18. Занимался Нума и движением небесного свода – хотя и не вполне основательно, но и не вовсе без знания дела. При Ромуле в исчислении и чередовании месяцев не соблюдалось никакого порядка: в некоторых месяцах не было и двадцати дней, зато в других – целых тридцать пять, а в иных – и того более. Римляне понятия не имели о различии в обращении луны и солнца, и следили только за тем, чтобы год неизменно состоял из трехсот шестидесяти дней. Нума, высчитав, что лунный год разнится от солнечного на одиннадцать дней и что в первом триста пятьдесят четыре дня, а во втором – триста шестьдесят пять, удвоил эти одиннадцать дней и ввел дополнительный месяц (у римлян – мерцедин[32]), повторявшийся каждые два года и следовавший за февралем; его продолжительность – двадцать два дня. Однако оказалось, что применение этого средства, которое, по мысли Нумы, должно было сгладить указанное различие, впоследствии потребовало еще более решительных поправок[33]. Нума изменил и порядок месяцев.

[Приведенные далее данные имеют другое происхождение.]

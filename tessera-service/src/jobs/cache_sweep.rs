//! Expired-Entry Sweep Background Task
//!
//! In-process cache levels drop expired entries lazily when they are read.
//! Entries that are never read again would otherwise sit in memory until
//! eviction, so this task periodically asks the coordinator to purge them.
//! The interval comes from `cache.sweep_interval` in the runtime config.

use std::sync::atomic::{AtomicU64, Ordering};
use std::sync::Arc;
use std::time::Duration;

use tessera_storage::CacheCoordinator;
use tokio::sync::watch;
use tokio::time::{interval, MissedTickBehavior};

/// Default sweep interval in milliseconds.
pub const DEFAULT_SWEEP_INTERVAL_MS: u64 = 60_000;

// ============================================================================
// CONFIGURATION
// ============================================================================

/// Configuration for the sweep task.
#[derive(Debug, Clone)]
pub struct CacheSweepConfig {
    /// How often to purge (default: 60 seconds)
    pub interval: Duration,

    /// Whether to log sweeps that purged something (default: true)
    pub log_purges: bool,
}

impl Default for CacheSweepConfig {
    fn default() -> Self {
        Self {
            interval: Duration::from_millis(DEFAULT_SWEEP_INTERVAL_MS),
            log_purges: true,
        }
    }
}

impl CacheSweepConfig {
    /// Sweep on the cache's configured interval.
    pub fn with_interval(interval: Duration) -> Self {
        Self {
            interval,
            ..Self::default()
        }
    }
}

// ============================================================================
// METRICS
// ============================================================================

/// Counters for the sweep task.
#[derive(Debug, Default)]
pub struct CacheSweepMetrics {
    /// Sweep cycles completed
    pub sweeps: AtomicU64,

    /// Expired entries purged since startup
    pub entries_purged: AtomicU64,
}

impl CacheSweepMetrics {
    pub fn new() -> Self {
        Self::default()
    }

    pub fn snapshot(&self) -> CacheSweepSnapshot {
        CacheSweepSnapshot {
            sweeps: self.sweeps.load(Ordering::Relaxed),
            entries_purged: self.entries_purged.load(Ordering::Relaxed),
        }
    }
}

/// Snapshot of sweep metrics at a point in time.
#[derive(Debug, Clone, Copy, Default, PartialEq, Eq)]
pub struct CacheSweepSnapshot {
    pub sweeps: u64,
    pub entries_purged: u64,
}

// ============================================================================
// BACKGROUND TASK
// ============================================================================

/// Periodically purge expired entries until the shutdown signal is received.
///
/// `metrics` is shared with the caller so counters can be read while the
/// task runs; the same handle is returned when it stops.
///
/// # Example
///
/// ```ignore
/// let (shutdown_tx, shutdown_rx) = watch::channel(false);
/// let metrics = Arc::new(CacheSweepMetrics::new());
/// let handle = tokio::spawn(cache_sweep_task(
///     Arc::clone(&coordinator),
///     CacheSweepConfig::default(),
///     Arc::clone(&metrics),
///     shutdown_rx,
/// ));
///
/// // Later, trigger shutdown
/// let _ = shutdown_tx.send(true);
/// let metrics = handle.await?;
/// ```
pub async fn cache_sweep_task(
    coordinator: Arc<CacheCoordinator>,
    config: CacheSweepConfig,
    metrics: Arc<CacheSweepMetrics>,
    mut shutdown_rx: watch::Receiver<bool>,
) -> Arc<CacheSweepMetrics> {
    let mut sweep_interval = interval(config.interval);
    sweep_interval.set_missed_tick_behavior(MissedTickBehavior::Skip);
    // The first tick fires immediately; nothing has expired yet.
    sweep_interval.tick().await;

    tracing::info!(
        interval_ms = config.interval.as_millis() as u64,
        "Cache sweep task started"
    );

    loop {
        tokio::select! {
            changed = shutdown_rx.changed() => {
                if changed.is_err() || *shutdown_rx.borrow() {
                    tracing::info!("Cache sweep task shutting down");
                    break;
                }
            }

            _ = sweep_interval.tick() => {
                sweep_once(&coordinator, &config, &metrics);
            }
        }
    }

    let snapshot = metrics.snapshot();
    tracing::info!(
        sweeps = snapshot.sweeps,
        entries_purged = snapshot.entries_purged,
        "Cache sweep task completed"
    );

    metrics
}

/// Perform one sweep cycle.
fn sweep_once(
    coordinator: &CacheCoordinator,
    config: &CacheSweepConfig,
    metrics: &CacheSweepMetrics,
) {
    metrics.sweeps.fetch_add(1, Ordering::Relaxed);
    let purged = coordinator.purge_expired() as u64;
    metrics.entries_purged.fetch_add(purged, Ordering::Relaxed);

    if purged > 0 && config.log_purges {
        tracing::info!(purged, "Cache sweep purged expired entries");
    } else {
        tracing::trace!(purged, "Cache sweep cycle completed");
    }
}

#[cfg(test)]
mod tests {
    use super::*;
    use tessera_core::CacheConfig;
    use tessera_storage::{GetOptions, InMemoryKeyValueBackend, SetOptions};

    fn coordinator() -> Arc<CacheCoordinator> {
        Arc::new(
            CacheCoordinator::from_config(
                &CacheConfig::default(),
                Arc::new(InMemoryKeyValueBackend::new()),
                Arc::new(InMemoryKeyValueBackend::new()),
            )
            .unwrap(),
        )
    }

    #[test]
    fn test_sweep_config_default() {
        let config = CacheSweepConfig::default();
        assert_eq!(config.interval, Duration::from_secs(60));
        assert!(config.log_purges);
        assert_eq!(
            CacheSweepConfig::with_interval(Duration::from_secs(5)).interval,
            Duration::from_secs(5)
        );
    }

    #[tokio::test(start_paused = true)]
    async fn test_sweep_purges_unread_expired_entries() {
        let cache = coordinator();
        let options = SetOptions::default()
            .ttl(Duration::from_millis(100))
            .levels(["memory"]);
        cache.set("session:1", b"a".to_vec(), &options).await;
        cache.set("session:2", b"b".to_vec(), &options).await;
        cache
            .set("roster:A", b"kept".to_vec(), &SetOptions::default().levels(["memory"]))
            .await;

        let (shutdown_tx, shutdown_rx) = watch::channel(false);
        let metrics = Arc::new(CacheSweepMetrics::new());
        let handle = tokio::spawn(cache_sweep_task(
            Arc::clone(&cache),
            CacheSweepConfig::with_interval(Duration::from_secs(1)),
            Arc::clone(&metrics),
            shutdown_rx,
        ));

        tokio::time::sleep(Duration::from_millis(1_500)).await;
        let snapshot = metrics.snapshot();
        assert_eq!(snapshot.sweeps, 1);
        assert_eq!(snapshot.entries_purged, 2);
        assert_eq!(
            cache.level("memory").map(|level| level.len()),
            Some(1)
        );
        assert!(cache.get("roster:A", &GetOptions::default()).await.is_some());

        shutdown_tx.send(true).unwrap();
        let finished = handle.await.unwrap();
        assert_eq!(finished.snapshot().entries_purged, 2);
    }

    #[tokio::test(start_paused = true)]
    async fn test_sweep_stops_when_sender_dropped() {
        let (shutdown_tx, shutdown_rx) = watch::channel(false);
        let handle = tokio::spawn(cache_sweep_task(
            coordinator(),
            CacheSweepConfig::with_interval(Duration::from_secs(5)),
            Arc::new(CacheSweepMetrics::new()),
            shutdown_rx,
        ));
        drop(shutdown_tx);
        let metrics = handle.await.unwrap();
        assert_eq!(metrics.snapshot().sweeps, 0);
    }
}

Март, который прежде был первым, он поставил третьим, а первым – январь, занимавший при Ромуле одиннадцатое место, тогда как двенадцатым и последним был тогда февраль, ныне – второй месяц. Многие считают, что январь и февраль вообще прибавлены Нумой, а что сначала римляне обходились десятью месяцами, подобно тому как иные из варваров обходятся тремя, у греков же аркадяне – четырьмя и акарнанцы – шестью. Египетский год, как сообщают, насчитывал всего один месяц, а впоследствии – четыре. Вот почему египтяне кажутся самым древним народом на земле: считая месяц за год, они вписывают себе в родословные бесконечные множества лет.